- WHAT IS BEING ASKED: In the records below, work out how many lines hold the word "struct". Report the number alone.

- MATERIAL SHOWN:
*-*-*
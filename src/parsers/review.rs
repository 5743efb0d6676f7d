use once_cell::sync::Lazy;
use regex::Regex;

use crate::models::NO_RATING_LABEL;
use crate::parsers::clean_text;

static PERCENT_REGEX: Lazy<Regex> = Lazy::new(|| {
    Regex::new(r"(\d+)%")
        .expect("Invalid percent regex")
});

const LINE_BREAK: &str = "<br>";

#[derive(Debug, Clone, PartialEq, Eq)]
pub struct ReviewSummary {
    pub label: String,
    pub percent_positive: u32,
    pub count: u32,
}

impl Default for ReviewSummary {
    fn default() -> Self {
        Self {
            label: NO_RATING_LABEL.to_string(),
            percent_positive: 0,
            count: 0,
        }
    }
}

/// Parses the review tooltip, e.g. `Muito positivas<br>85% das 1,200 análises de usuários...`.
pub struct ReviewTooltipParser {
    count_regex: Regex,
}

impl ReviewTooltipParser {
    pub fn new(count_word: &str) -> Result<Self, regex::Error> {
        let pattern = format!(r"([\d,]+)\s+{}", regex::escape(count_word.trim()));
        Ok(Self {
            count_regex: Regex::new(&pattern)?,
        })
    }

    /// Either match failing leaves that field at zero.
    pub fn parse(&self, tooltip: &str) -> ReviewSummary {
        let label = tooltip
            .split(LINE_BREAK)
            .next()
            .map(clean_text)
            .unwrap_or_default();

        let percent_positive = PERCENT_REGEX
            .captures(tooltip)
            .and_then(|cap| cap.get(1))
            .and_then(|m| m.as_str().parse::<u32>().ok())
            .unwrap_or(0);

        let count = self
            .count_regex
            .captures(tooltip)
            .and_then(|cap| cap.get(1))
            .and_then(|m| m.as_str().replace(',', "").parse::<u32>().ok())
            .unwrap_or(0);

        ReviewSummary {
            label,
            percent_positive,
            count,
        }
    }
}

#[cfg(test)]
mod tests {
    use super::*;
    use pretty_assertions::assert_eq;

    fn parser() -> ReviewTooltipParser {
        ReviewTooltipParser::new("análises").unwrap()
    }

    #[test]
    fn parses_full_tooltip() {
        let summary = parser().parse("Muito positivas<br>85% das 1,200 análises de usuários deste jogo são positivas.");
        assert_eq!(
            summary,
            ReviewSummary {
                label: "Muito positivas".to_string(),
                percent_positive: 85,
                count: 1200,
            }
        );
    }

    #[test]
    fn missing_matches_default_to_zero() {
        let summary = parser().parse("  Positivas  <br>sem números aqui");
        assert_eq!(summary.label, "Positivas");
        assert_eq!(summary.percent_positive, 0);
        assert_eq!(summary.count, 0);
    }

    #[test]
    fn count_needs_the_localized_word() {
        let summary = parser().parse("Very Positive<br>92% of the 45,000 user reviews");
        assert_eq!(summary.percent_positive, 92);
        assert_eq!(summary.count, 0);

        let english = ReviewTooltipParser::new("user reviews").unwrap();
        assert_eq!(english.parse("Very Positive<br>92% of the 45,000 user reviews").count, 45000);
    }

    #[test]
    fn oversized_count_is_zero() {
        assert_eq!(parser().parse("Positivas<br>99,999,999,999 análises").count, 0);
    }
}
*-*-*
- RESULT OF THE EXERCISE: 2